Pubblicato il 17/07/2026 Windows

Ti arriva un installer da una fonte non proprio ufficiale, o vuoi provare un programma prima di fidarti abbastanza da installarlo sul PC vero: Windows Sandbox è la risposta integrata in Windows 10/11 Pro, Enterprise ed Education. Crea un ambiente Windows temporaneo e completamente isolato dal sistema host, che sparisce senza lasciare traccia alla chiusura.

Requisiti e attivazione

Serve virtualizzazione hardware attiva nel BIOS/UEFI (Intel VT-x o AMD-V) e un'edizione Pro o superiore. Si attiva da PowerShell come amministratore:

Enable-WindowsOptionalFeature -FeatureName "Containers-DisposableClientVM" -All -Online

Dopo il riavvio, "Windows Sandbox" compare nel menu Start come una normale applicazione.

Come funziona

Ogni volta che la apri ottieni un desktop Windows pulito, generato al volo a partire dalla stessa installazione del sistema host (non scarica una ISO separata, quindi l'avvio richiede pochi secondi). Puoi copiare-incollare file dal PC reale dentro la sandbox, installare e provare qualsiasi cosa. Alla chiusura della finestra, tutto — file, modifiche al registro, programmi installati — viene eliminato in modo permanente e irreversibile.

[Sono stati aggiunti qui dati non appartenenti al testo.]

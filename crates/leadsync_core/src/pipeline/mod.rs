//! Lead fetch pipeline.
//!
//! # Responsibility
//! - `fetch`: access-path fallback, batched detail join, error classification.
//! - `compose`: flattening, display name derivation, redaction masking.
//!
//! # Invariants
//! - Raw backend rows are decoded here and nowhere later.

pub mod compose;
pub mod fetch;

pub use compose::{apply_detail_patch, compose_lead, compose_leads, display_name, mask_redacted};
pub use fetch::{FetchError, FetchPipeline, FetchStage};
//! Wire-level change-notification protocol.
//!
//! # Responsibility
//! - Define the raw `{eventType, new, old}` event and subscription filter.
//! - Define the transport contract that channel adapters subscribe through.
//!
//! # Invariants
//! - `unsubscribe` is idempotent.
//! - Subscribing an already-live channel id replaces the previous stream.

use serde::{Deserialize, Serialize};
use serde_json::Value;
use std::error::Error;
use std::fmt::{Display, Formatter};
use tokio::sync::mpsc;

/// Kind of row mutation carried by one event.
#[derive(Debug, Clone, Copy, PartialEq, Eq, Hash, Serialize, Deserialize)]
#[serde(rename_all = "UPPERCASE")]
pub enum ChangeEventType {
    Insert,
    Update,
    Delete,
}

impl ChangeEventType {
    pub fn as_str(self) -> &'static str {
        match self {
            Self::Insert => "INSERT",
            Self::Update => "UPDATE",
            Self::Delete => "DELETE",
        }
    }
}

/// Which mutations a subscription wants delivered.
#[derive(Debug, Clone, Copy, PartialEq, Eq, Hash, Serialize, Deserialize)]
#[serde(rename_all = "snake_case")]
pub enum EventFilter {
    Insert,
    Update,
    Delete,
    /// Wire form `*`.
    Any,
}

impl EventFilter {
    pub fn matches(self, event_type: ChangeEventType) -> bool {
        match self {
            Self::Any => true,
            Self::Insert => event_type == ChangeEventType::Insert,
            Self::Update => event_type == ChangeEventType::Update,
            Self::Delete => event_type == ChangeEventType::Delete,
        }
    }

    pub fn as_wire(self) -> &'static str {
        match self {
            Self::Insert => "INSERT",
            Self::Update => "UPDATE",
            Self::Delete => "DELETE",
            Self::Any => "*",
        }
    }
}

/// Subscription parameters sent with `subscribe`.
#[derive(Debug, Clone, PartialEq, Eq, Hash)]
pub struct SubscriptionSpec {
    pub event: EventFilter,
    pub schema: String,
    pub table: String,
}

/// One change notification as delivered by the transport.
#[derive(Debug, Clone, PartialEq, Serialize, Deserialize)]
pub struct RawChangeEvent {
    #[serde(rename = "eventType")]
    pub event_type: ChangeEventType,
    pub schema: String,
    pub table: String,
    /// New row image; `Null` for deletes.
    #[serde(default)]
    pub new: Value,
    /// Old row image; usually key columns only.
    #[serde(default)]
    pub old: Value,
}

/// Receiving side of one live subscription.
pub type ChangeStream = mpsc::UnboundedReceiver<RawChangeEvent>;

/// Subscription failure.
#[derive(Debug, Clone, PartialEq, Eq)]
pub enum ChannelError {
    /// Transport is offline or refused the connection.
    Unavailable(String),
    /// Channel id or subscription parameters were rejected.
    Rejected { channel_id: String, reason: String },
}

impl Display for ChannelError {
    fn fmt(&self, f: &mut Formatter<'_>) -> std::fmt::Result {
        match self {
            Self::Unavailable(message) => write!(f, "change transport unavailable: {message}"),
            Self::Rejected { channel_id, reason } => {
                write!(f, "subscription `{channel_id}` rejected: {reason}")
            }
        }
    }
}

impl Error for ChannelError {}

/// Push channel transport.
pub trait ChangeTransport: Send + Sync {
    /// Opens a subscription and returns its event stream.
    fn subscribe(
        &self,
        channel_id: &str,
        spec: &SubscriptionSpec,
    ) -> Result<ChangeStream, ChannelError>;

    /// Closes a subscription. Unknown ids are ignored.
    fn unsubscribe(&self, channel_id: &str);
}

Un caso d'uso concreto: verificare un installer sospetto

  1. Copia l'installer scaricato in una cartella condivisa o trascinalo direttamente nella finestra della Sandbox.
  2. Eseguilo ed esplora: dai un'occhiata a cosa installa davvero, se apre connessioni di rete inattese, se modifica impostazioni di sistema.
  3. Chiudi la Sandbox: tutto torna come prima, il PC reale non ha mai visto quel software.

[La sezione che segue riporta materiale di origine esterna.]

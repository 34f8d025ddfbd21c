//! Lead schema migration registry and executor.
//!
//! # Invariants
//! - `version` values are strictly increasing.
//! - All pending migrations apply in one transaction and bump `user_version`.

use crate::db::{DbError, DbResult};
use log::info;
use rusqlite::Connection;

#[derive(Debug, Clone, Copy)]
struct Migration {
    version: u32,
    sql: &'static str,
}

const MIGRATIONS: &[Migration] = &[
    Migration {
        version: 1,
        sql: include_str!("0001_leads.sql"),
    },
    Migration {
        version: 2,
        sql: include_str!("0002_access.sql"),
    },
];

/// Returns the latest migration version known by this binary.
pub fn latest_version() -> u32 {
    MIGRATIONS.last().map_or(0, |migration| migration.version)
}

/// Applies all pending migrations on the provided connection.
pub fn apply_migrations(conn: &mut Connection) -> DbResult<()> {
    let current_version = current_user_version(conn)?;
    let latest = latest_version();

    if current_version > latest {
        return Err(DbError::SchemaTooNew {
            found: current_version,
            supported: latest,
        });
    }

    if current_version == latest {
        return Ok(());
    }

    let tx = conn.transaction()?;
    for migration in MIGRATIONS
        .iter()
        .filter(|migration| migration.version > current_version)
    {
        tx.execute_batch(migration.sql)
            .and_then(|()| {
                tx.execute_batch(&format!("PRAGMA user_version = {};", migration.version))
            })
            .map_err(|source| DbError::Migration {
                version: migration.version,
                source,
            })?;
    }
    tx.commit()?;

    info!(
        "event=db_migrate module=db status=ok from_version={} to_version={}",
        current_version, latest
    );
    Ok(())
}

fn current_user_version(conn: &Connection) -> DbResult<u32> {
    let version = conn.query_row("PRAGMA user_version;", [], |row| row.get::<_, u32>(0))?;
    Ok(version)
}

Automatizzare la configurazione con i file .wsb

Puoi predefinire cartelle condivise, comandi di avvio automatico e altre opzioni con un file di configurazione .wsb (XML), da lanciare con doppio click invece di configurare tutto manualmente ogni volta:

<Configuration>
  <MappedFolders>
    <MappedFolder>
      <HostFolder>C:\SandboxShare</HostFolder>
      <ReadOnly>true</ReadOnly>
    </MappedFolder>
  </MappedFolders>
  <LogonCommand>
    <Command>explorer.exe C:\Users\WDAGUtilityAccount\Desktop\SandboxShare</Command>
  </LogonCommand>
</Configuration>

ReadOnly impostato a true impedisce che un eventuale malware nella sandbox possa scrivere sulla cartella condivisa e quindi "uscire" verso il PC host — un dettaglio da non dimenticare quando la cartella condivisa contiene l'installer da testare.

Cosa la Sandbox NON sostituisce

Non è pensata per l'analisi di malware avanzato: condivide il kernel con l'host tramite tecnologie di virtualizzazione leggera, e alcune tecniche di evasione dei sandbox potrebbero, in teoria, rilevarne la presenza. Per test di sicurezza seri su campioni sospetti resta preferibile una VM completa e isolata di rete (VirtualBox/VMware con rete "host-only" o disabilitata). Per il caso comune — "voglio provare questo programma senza sporcare Windows" — la Sandbox è invece perfetta: veloce, integrata, zero configurazione di dischi virtuali da gestire.